EXERCISE PROMPT
Use the entries below to count the lines that hold the word "exists"; answer with the number only.

----

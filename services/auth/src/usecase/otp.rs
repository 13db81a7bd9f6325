use chrono::{Duration, Utc};
use rand::RngExt;
use tracing::{debug, info, warn};

use crate::domain::repository::OtpStore;
use crate::domain::types::{MOCK_OTP, OTP_TTL_SECS, OtpAttempt, OtpChallenge};
use crate::error::{AuthServiceError, OtpError};

/// How challenge codes are produced.
#[derive(Debug, Clone, Copy, PartialEq, Eq)]
pub enum OtpMode {
    /// Always [`MOCK_OTP`].
    Mock,
    /// Uniform 6-digit code in `100000..=999999`.
    Random,
}

impl OtpMode {
    /// `Random` in production, `Mock` everywhere else.
    pub fn for_environment(app_env: &str) -> Self {
        if app_env == "production" {
            Self::Random
        } else {
            Self::Mock
        }
    }

    fn generate(self) -> String {
        match self {
            Self::Mock => MOCK_OTP.to_owned(),
            Self::Random => rand::rng().random_range(100_000..=999_999u32).to_string(),
        }
    }
}

/// Issues and checks one-time passwords for phone numbers and e-mail addresses.
///
/// At most one live challenge exists per identifier. A challenge is consumed by a
/// successful verification and discarded once expired or after
/// [`OTP_MAX_ATTEMPTS`](crate::domain::types::OTP_MAX_ATTEMPTS) wrong guesses.
pub struct OtpEngine<S: OtpStore> {
    pub store: S,
    pub mode: OtpMode,
}

impl<S: OtpStore> OtpEngine<S> {
    /// Issue a new challenge for `identifier`.
    ///
    /// Fails with [`OtpError::RateLimited`] while an unexpired challenge exists.
    /// Delivery is an external concern; the code is logged.
    pub async fn send(&self, identifier: &str) -> Result<(), AuthServiceError> {
        let now = Utc::now();

        // Best-effort sweep; a failure here must not block issuing.
        match self.store.purge_expired(now).await {
            Ok(0) => {}
            Ok(purged) => debug!(purged, "purged expired otp challenges"),
            Err(e) => warn!(error = %e, "otp sweep failed"),
        }

        let challenge = OtpChallenge {
            identifier: identifier.to_owned(),
            code: self.mode.generate(),
            expires_at: now + Duration::seconds(OTP_TTL_SECS),
            attempts: 0,
        };
        if !self.store.insert_if_vacant(&challenge, now).await? {
            return Err(OtpError::RateLimited.into());
        }

        info!(
            identifier,
            code = %challenge.code,
            expires_at = %challenge.expires_at.to_rfc3339(),
            "otp issued"
        );
        Ok(())
    }

    /// Check `code` against the live challenge for `identifier`.
    ///
    /// A wrong code uses up one attempt. The attempt that reaches the limit
    /// discards the challenge and reports [`OtpError::AttemptsExhausted`].
    pub async fn verify(&self, identifier: &str, code: &str) -> Result<(), AuthServiceError> {
        match self.store.attempt(identifier, code, Utc::now()).await? {
            OtpAttempt::Accepted => {
                info!(identifier, "otp verified");
                Ok(())
            }
            OtpAttempt::Missing => Err(OtpError::NotFound.into()),
            OtpAttempt::Expired => Err(OtpError::Expired.into()),
            OtpAttempt::Exhausted => Err(OtpError::AttemptsExhausted.into()),
            OtpAttempt::Rejected { remaining } => Err(OtpError::InvalidCode { remaining }.into()),
        }
    }
}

----

RESPONSE TO THE EXERCISE
2